Ozonun etkinliğinden nasıl emin oldunuz?
Öncelikle PCS Elektronik’in bize sunduğu verileri inceledik. Sonrasında hem istasyonlarımızda hem de Shell Türkiye Genel Müdürlük binamızda yaptığımız uygulamaların sonuçlarını farklı laboratuvarlardan alarak detaylıca inceledik. Şirket doktorumuzun eşliğinde yaptığımız bu çalışmaları yurtdışındaki sağlık birimimizle de paylaştık ve onların da onaylarını aldık. Bizim kendi çalışmalarımızdan sonra, pandemi zamanında Cerrahpaşa Üniversitesi, Hacettepe Üniversitesi, Acıbadem Üniversitesi ve Uludağ Üniversitesi gibi Türkiye’nin önde gelen çeşitli kurumları da bizzat bizim kullandığımız cihazlarla testlerini gerçekleştirdiler ve hepsinden de benzer sonuçları alarak ozonun etkinliğini teyit etmiş olduk.
“YENİLİKÇİ YAKLAŞIMIMIZIN ÇEŞİTLİ SEKTÖRLERDEKİ BİRÇOK ŞİRKETE İLHAM VERMESİNİ UMUYORUZ”
Bu projenin globalde de örnekleri var mı?
Bizim uyguladığımız şekliyle globalde bir örneğine rastlamadık. Sadece araç dezenfeksiyonu için ozon sistemlerini kullanan çeşitli ülkelerin olduğunu biliyoruz. Umuyoruz ki bizim bu yenilikçi yaklaşımımız Shell Türkiye olarak sektörümüzde birçok alanda öncü olduğumuz gibi çeşitli sektörlerdeki birçok şirkete ilham verir.

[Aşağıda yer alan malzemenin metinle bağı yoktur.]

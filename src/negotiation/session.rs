//! Negotiation Session
//!
//! Eine Session pro Raumbeitritt. Besitzt Socket, Transport und Coordinator
//! und treibt zwei Tasks:
//! - Signal-Driver: Socket-Events in Ankunftsreihenfolge
//! - Transport-Driver: negotiation-needed, lokale Candidates, Remote-Tracks
//!
//! Beide laufen verzahnt an ihren `.await`-Punkten, so wie Event Handler
//! im Browser.

use super::coordinator::{NegotiationCoordinator, NegotiationError, SessionEvent, SignalingRole};
use super::transport::{MediaTransport, RtcTransport, TransportError, TransportEvent};
use crate::config::ClientConfig;
use crate::media::{LocalMedia, MediaAcquirer};
use crate::presence::RoomPresenceView;
use crate::registry::ParticipantView;
use crate::signaling::{SignalSender, SignalingError, SignalingSocket, SocketEvent};
use std::sync::Arc;
use thiserror::Error;
use tokio::sync::{broadcast, mpsc};
use tokio::task::JoinHandle;
use uuid::Uuid;

// ============================================================================
// ERROR TYPES
// ============================================================================

#[derive(Error, Debug, Clone, PartialEq, Eq)]
pub enum SessionError {
    #[error("Signaling error: {0}")]
    Signaling(#[from] SignalingError),

    #[error("Transport error: {0}")]
    Transport(#[from] TransportError),

    #[error("Negotiation error: {0}")]
    Negotiation(#[from] NegotiationError),
}

// ============================================================================
// NEGOTIATION SESSION
// ============================================================================

pub struct NegotiationSession<T: MediaTransport> {
    id: Uuid,
    room_id: String,
    coordinator: Arc<NegotiationCoordinator<T>>,
    socket: SignalingSocket,
    local_media: LocalMedia,
    drivers: Vec<JoinHandle<()>>,
}

impl NegotiationSession<RtcTransport> {
    /// Tritt einem Raum bei: Socket + lokale Medien, Peer Connection, Drivers
    pub async fn join(
        config: &ClientConfig,
        room_id: &str,
        display_name: &str,
        acquirer: &dyn MediaAcquirer,
        role: SignalingRole,
    ) -> Result<Self, SessionError> {
        let (mut socket, inbound, local_media) = SignalingSocket::open(
            config.server_url.as_str(),
            room_id,
            display_name,
            acquirer,
            config.media_source,
        )
        .await?;

        let (transport, events) = match RtcTransport::new(config.ice_servers.clone()).await {
            Ok(created) => created,
            Err(e) => {
                socket.close().await;
                return Err(e.into());
            }
        };

        Self::start(socket, inbound, Arc::new(transport), events, role, local_media).await
    }
}

impl<T: MediaTransport> NegotiationSession<T> {
    /// Verdrahtet Socket und Transport mit einem neuen Coordinator
    ///
    /// Die lokalen Tracks werden vor dem Start der Drivers hinzugefügt, das
    /// daraus folgende negotiation-needed wartet im Event-Kanal.
    pub async fn start(
        mut socket: SignalingSocket,
        inbound: mpsc::Receiver<SocketEvent>,
        transport: Arc<T>,
        transport_events: mpsc::UnboundedReceiver<TransportEvent<T::Track>>,
        role: SignalingRole,
        local_media: LocalMedia,
    ) -> Result<Self, SessionError> {
        if let Err(e) = transport.add_local_media(&local_media).await {
            tracing::error!("Failed to add local media: {}", e);
            socket.close().await;
            if let Err(close_err) = transport.close().await {
                tracing::warn!("Failed to close transport: {}", close_err);
            }
            return Err(e.into());
        }

        let coordinator = Arc::new(NegotiationCoordinator::new(
            Arc::clone(&transport),
            socket.sender(),
            role,
        ));

        let drivers = vec![
            tokio::spawn(drive_signals(Arc::clone(&coordinator), inbound, socket.sender())),
            tokio::spawn(drive_transport(Arc::clone(&coordinator), transport_events)),
        ];

        let id = Uuid::new_v4();
        let room_id = socket.room_id().to_string();
        tracing::info!("Session {} joined room {} as {}", id, room_id, role);

        Ok(Self {
            id,
            room_id,
            coordinator,
            socket,
            local_media,
            drivers,
        })
    }

    pub fn id(&self) -> Uuid {
        self.id
    }

    pub fn room_id(&self) -> &str {
        &self.room_id
    }

    pub fn role(&self) -> SignalingRole {
        self.coordinator.role()
    }

    pub fn local_media(&self) -> &LocalMedia {
        &self.local_media
    }

    pub fn coordinator(&self) -> &Arc<NegotiationCoordinator<T>> {
        &self.coordinator
    }

    /// `false` nach `leave()` oder wenn der Relay die Verbindung beendet hat
    pub fn is_active(&self) -> bool {
        !self.coordinator.is_closed()
    }

    pub fn presence(&self) -> RoomPresenceView {
        self.coordinator.presence()
    }

    pub fn subscribe(&self) -> broadcast::Receiver<SessionEvent> {
        self.coordinator.subscribe()
    }

    pub fn participants(&self) -> Vec<ParticipantView> {
        self.coordinator.participants()
    }

    /// Verlässt den Raum
    ///
    /// Reihenfolge: Coordinator stilllegen, Handler lösen, Drivers stoppen,
    /// Socket schließen, Transport schließen.
    pub async fn leave(mut self) {
        self.coordinator.shutdown();
        self.coordinator.transport().detach_handlers();

        for driver in self.drivers.drain(..) {
            driver.abort();
        }

        self.socket.close().await;

        if let Err(e) = self.coordinator.transport().close().await {
            tracing::warn!("Failed to close transport: {}", e);
        }

        tracing::info!("Session {} left room {}", self.id, self.room_id);
    }
}

impl<T: MediaTransport> Drop for NegotiationSession<T> {
    fn drop(&mut self) {
        for driver in self.drivers.drain(..) {
            driver.abort();
        }
    }
}

impl<T: MediaTransport> std::fmt::Debug for NegotiationSession<T> {
    fn fmt(&self, f: &mut std::fmt::Formatter<'_>) -> std::fmt::Result {
        f.debug_struct("NegotiationSession")
            .field("id", &self.id)
            .field("room_id", &self.room_id)
            .field("role", &self.role())
            .field("is_active", &self.is_active())
            .finish()
    }
}

// ============================================================================
// DRIVERS
// ============================================================================

async fn drive_signals<T: MediaTransport>(
    coordinator: Arc<NegotiationCoordinator<T>>,
    mut inbound: mpsc::Receiver<SocketEvent>,
    signals: SignalSender,
) {
    while let Some(event) = inbound.recv().await {
        match event {
            SocketEvent::Message(msg) => match coordinator.handle_signal(msg).await {
                Ok(outcome) => tracing::debug!("Signal handled: {:?}", outcome),
                Err(NegotiationError::Closed) => break,
                Err(e) => tracing::warn!("Signal handling failed: {}", e),
            },
            SocketEvent::Closed => {
                tracing::warn!("Session ended: {}", SignalingError::TransportClosed);
                coordinator.shutdown();
                signals.close();
                coordinator.transport().detach_handlers();
                if let Err(e) = coordinator.transport().close().await {
                    tracing::warn!("Failed to close transport: {}", e);
                }
                break;
            }
        }
    }
}

async fn drive_transport<T: MediaTransport>(
    coordinator: Arc<NegotiationCoordinator<T>>,
    mut events: mpsc::UnboundedReceiver<TransportEvent<T::Track>>,
) {
    while let Some(event) = events.recv().await {
        if coordinator.is_closed() {
            break;
        }
        match event {
            TransportEvent::NegotiationNeeded => {
                // Fehler loggt der Coordinator selbst
                let _ = coordinator.on_negotiation_needed().await;
            }
            TransportEvent::LocalCandidate(candidate) => {
                if let Err(e) = coordinator.on_local_candidate(candidate) {
                    tracing::warn!("Failed to send local candidate: {}", e);
                }
            }
            TransportEvent::RemoteTrack { mid, track } => {
                coordinator.on_remote_track(mid.as_deref(), track);
            }
        }
    }
}

// ============================================================================
// TESTS
// ============================================================================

Böylece hem hijyen standartları en üst seviyeye ulaşarak insan sağlığı konusunda toplumumuzda bir farkındalık yaratmış oluruz hem de kullanımı yaygınlaşarak daha sağlıklı bir dünya için katkıda bulunmuş oluruz.

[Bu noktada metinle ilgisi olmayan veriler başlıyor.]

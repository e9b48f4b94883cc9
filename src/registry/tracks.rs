//! Track Registry
//!
//! Ordnet verhandelte Media-Lines (mid) Teilnehmern zu und sammelt deren
//! Remote-Tracks in Streams. Die Streams liegen in einer Arena, die über die
//! stabile userId adressiert wird. Keine Netzwerk- oder Medienlogik.

use std::collections::HashMap;

// ============================================================================
// TYPES
// ============================================================================

/// mid → Teilnehmer
#[derive(Debug, Clone, PartialEq, Eq)]
pub struct ParticipantBinding {
    pub user_id: String,
    pub display_name: String,
}

/// Alle Remote-Tracks eines Teilnehmers
#[derive(Debug, Clone)]
pub struct RemoteStream<T> {
    user_id: String,
    tracks: Vec<T>,
}

impl<T> RemoteStream<T> {
    pub fn new(user_id: impl Into<String>) -> Self {
        Self {
            user_id: user_id.into(),
            tracks: Vec::new(),
        }
    }

    pub fn with_track(user_id: impl Into<String>, track: T) -> Self {
        let mut stream = Self::new(user_id);
        stream.add_track(track);
        stream
    }

    pub fn user_id(&self) -> &str {
        &self.user_id
    }

    pub fn tracks(&self) -> &[T] {
        &self.tracks
    }

    pub fn add_track(&mut self, track: T) {
        self.tracks.push(track);
    }
}

/// Wohin ein eingehender Track einsortiert wurde
#[derive(Debug, Clone, PartialEq, Eq)]
pub enum TrackPlacement {
    /// Erster Track dieses Teilnehmers, neuer Stream
    Created { user_id: String },
    /// Track an bestehenden Stream angehängt
    Appended { user_id: String },
    /// mid noch unbekannt, Track wartet auf das Mapping
    Pending { mid: String },
}

/// Sicht auf einen Teilnehmer für die Darstellung
#[derive(Debug, Clone, PartialEq, Eq)]
pub struct ParticipantView {
    pub user_id: String,
    pub display_name: String,
    pub track_count: usize,
}

/// Anzeigename für Teilnehmer ohne bekanntes Mapping
pub const UNKNOWN_PARTICIPANT: &str = "Unknown user";

// ============================================================================
// TRACK REGISTRY
// ============================================================================

/// Lookup mid → userId → RemoteStream
#[derive(Debug)]
pub struct TrackRegistry<T> {
    bindings: HashMap<String, ParticipantBinding>,
    names: HashMap<String, String>,
    streams: HashMap<String, RemoteStream<T>>,
    pending: HashMap<String, Vec<T>>,
}

impl<T> Default for TrackRegistry<T> {
    fn default() -> Self {
        Self {
            bindings: HashMap::new(),
            names: HashMap::new(),
            streams: HashMap::new(),
            pending: HashMap::new(),
        }
    }
}

impl<T> TrackRegistry<T> {
    pub fn new() -> Self {
        Self::default()
    }

    /// Bindet eine mid an einen Teilnehmer
    ///
    /// Idempotent: dasselbe Mapping erneut ändert nichts. Wartende Tracks
    /// dieser mid werden sofort einsortiert und zurückgemeldet.
    pub fn bind(
        &mut self,
        mid: &str,
        user_id: &str,
        display_name: &str,
    ) -> Vec<TrackPlacement> {
        let binding = ParticipantBinding {
            user_id: user_id.to_string(),
            display_name: display_name.to_string(),
        };

        if let Some(previous) = self.bindings.insert(mid.to_string(), binding) {
            if previous.user_id != user_id {
                tracing::warn!(
                    "mid {} rebound from {} to {}",
                    mid,
                    previous.user_id,
                    user_id
                );
            }
        }
        self.names
            .insert(user_id.to_string(), display_name.to_string());

        self.pending
            .remove(mid)
            .unwrap_or_default()
            .into_iter()
            .map(|track| self.place(user_id, track))
            .collect()
    }

    /// Löst eine mid zur userId auf
    pub fn resolve(&self, mid: &str) -> Option<&str> {
        self.bindings.get(mid).map(|b| b.user_id.as_str())
    }

    /// Vollständiges Binding einer mid
    pub fn binding(&self, mid: &str) -> Option<&ParticipantBinding> {
        self.bindings.get(mid)
    }

    /// Stream eines Teilnehmers
    pub fn stream_for(&self, user_id: &str) -> Option<&RemoteStream<T>> {
        self.streams.get(user_id)
    }

    /// Registriert einen Stream unter der userId (ersetzt einen vorhandenen)
    pub fn register(&mut self, user_id: &str, stream: RemoteStream<T>) {
        self.streams.insert(user_id.to_string(), stream);
    }

    /// Sortiert einen eingehenden Track ein
    pub fn attach(&mut self, mid: &str, track: T) -> TrackPlacement {
        match self.resolve(mid).map(str::to_string) {
            Some(user_id) => self.place(&user_id, track),
            None => {
                self.pending.entry(mid.to_string()).or_default().push(track);
                TrackPlacement::Pending {
                    mid: mid.to_string(),
                }
            }
        }
    }

    fn place(&mut self, user_id: &str, track: T) -> TrackPlacement {
        match self.streams.get_mut(user_id) {
            Some(stream) => {
                stream.add_track(track);
                TrackPlacement::Appended {
                    user_id: user_id.to_string(),
                }
            }
            None => {
                self.register(user_id, RemoteStream::with_track(user_id, track));
                TrackPlacement::Created {
                    user_id: user_id.to_string(),
                }
            }
        }
    }

    /// Anzeigename eines Teilnehmers
    pub fn display_name(&self, user_id: &str) -> Option<&str> {
        self.names.get(user_id).map(String::as_str)
    }

    /// Anzahl Tracks, die noch auf ihr Mapping warten
    pub fn pending_count(&self) -> usize {
        self.pending.values().map(Vec::len).sum()
    }

    /// Alle Teilnehmer mit Stream, sortiert nach userId
    pub fn participants(&self) -> Vec<ParticipantView> {
        let mut views: Vec<ParticipantView> = self
            .streams
            .values()
            .map(|stream| ParticipantView {
                user_id: stream.user_id.clone(),
                display_name: self
                    .display_name(&stream.user_id)
                    .unwrap_or(UNKNOWN_PARTICIPANT)
                    .to_string(),
                track_count: stream.tracks.len(),
            })
            .collect();
        views.sort_by(|a, b| a.user_id.cmp(&b.user_id));
        views
    }
}

// ============================================================================
// TESTS
// ============================================================================

#[cfg(test)]
mod tests {
    use super::*;

    #[test]
    fn test_bind_and_resolve() {
        let mut registry: TrackRegistry<&str> = TrackRegistry::new();
        assert!(registry.bind("0", "u42", "Alice").is_empty());

        assert_eq!(registry.resolve("0"), Some("u42"));
        assert_eq!(registry.display_name("u42"), Some("Alice"));
        assert_eq!(registry.resolve("1"), None);

        assert_eq!(
            registry.attach("0", "video-track"),
            TrackPlacement::Created {
                user_id: "u42".to_string()
            }
        );
        assert_eq!(registry.stream_for("u42").unwrap().tracks(), &["video-track"]);
    }

    #[test]
    fn test_second_track_appends_to_stream() {
        let mut registry: TrackRegistry<&str> = TrackRegistry::new();
        registry.bind("0", "u1", "Bob");
        registry.bind("1", "u1", "Bob");

        registry.attach("0", "audio");
        assert_eq!(
            registry.attach("1", "video"),
            TrackPlacement::Appended {
                user_id: "u1".to_string()
            }
        );
        assert_eq!(registry.stream_for("u1").unwrap().tracks(), &["audio", "video"]);
        assert_eq!(registry.participants().len(), 1);
    }

    #[test]
    fn test_track_before_mapping_is_not_lost() {
        let mut registry: TrackRegistry<&str> = TrackRegistry::new();

        assert_eq!(
            registry.attach("5", "early"),
            TrackPlacement::Pending {
                mid: "5".to_string()
            }
        );
        assert!(registry.stream_for("u9").is_none());
        assert_eq!(registry.pending_count(), 1);

        let placed = registry.bind("5", "u9", "Carol");
        assert_eq!(
            placed,
            vec![TrackPlacement::Created {
                user_id: "u9".to_string()
            }]
        );
        assert_eq!(registry.pending_count(), 0);
        assert_eq!(registry.stream_for("u9").unwrap().tracks(), &["early"]);
    }

    #[test]
    fn test_rebinding_same_mapping_is_noop() {
        let mut registry: TrackRegistry<&str> = TrackRegistry::new();
        registry.bind("0", "u42", "Alice");
        registry.attach("0", "t1");

        assert!(registry.bind("0", "u42", "Alice").is_empty());
        assert_eq!(
            registry.binding("0"),
            Some(&ParticipantBinding {
                user_id: "u42".to_string(),
                display_name: "Alice".to_string(),
            })
        );
        assert_eq!(registry.stream_for("u42").unwrap().tracks().len(), 1);
    }

    #[test]
    fn test_participants_fall_back_to_unknown_name() {
        let mut registry: TrackRegistry<u8> = TrackRegistry::new();
        registry.register("u2", RemoteStream::with_track("u2", 1));
        registry.bind("3", "u1", "Dana");
        registry.attach("3", 2);

        let views = registry.participants();
        assert_eq!(views[0].user_id, "u1");
        assert_eq!(views[0].display_name, "Dana");
        assert_eq!(views[1].display_name, UNKNOWN_PARTICIPANT);
        assert_eq!(views[1].track_count, 1);
    }
}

‘MİSAFİRLERİMİZİN İSTASYON TUVALETLERİMİZDE HİJYENLE İLGİLİ MEMNUNİYETİNİ DUYMAK BİZİM İÇİN MOTİVE EDİCİ’
Uygulama açısından şartıları ve eksileri neler?
Bu sistem, hem uygulaması hem de işletilmesi çok kolay bir sistem. Havadaki oksijeni ozona çevirdiği için elektrikten başka bir sarfiyat veya malzeme ihtiyacı bulunmuyor. İlk kurulumdan sonra sadece yıllık olarak kalibrasyon yapılması gerekiyor. Bu işlem de basit bir kartuş değiştirme işlemi olduğu için servis ihtiyacı bile yok denebilir. Ayrıca, misafirlerimizden bu konuda oldukça geri bildirimler alıyoruz. Söz konusu sağlık olunca hassasiyet artıyor ve misafirlerimizin istasyon tuvaletlerimizde hijyenle ilgili memnuniyetini duymak bizim için motive edici ve itici bir güç olarak öne çıkıyor. Olumsuz olarak söyleyebileceğimiz bir yanı bulunmuyor ancak ozonun kendisine has ve klora benzeyen kokusu bazı kişiler tarafından tercih edilmeyebilir. Fakat ozonun faydaları öğrenildiğinde, olumsuz değerlendirilen bu yanı, misafirlerimiz tarafından oldukça olumlu yönde değişiyor.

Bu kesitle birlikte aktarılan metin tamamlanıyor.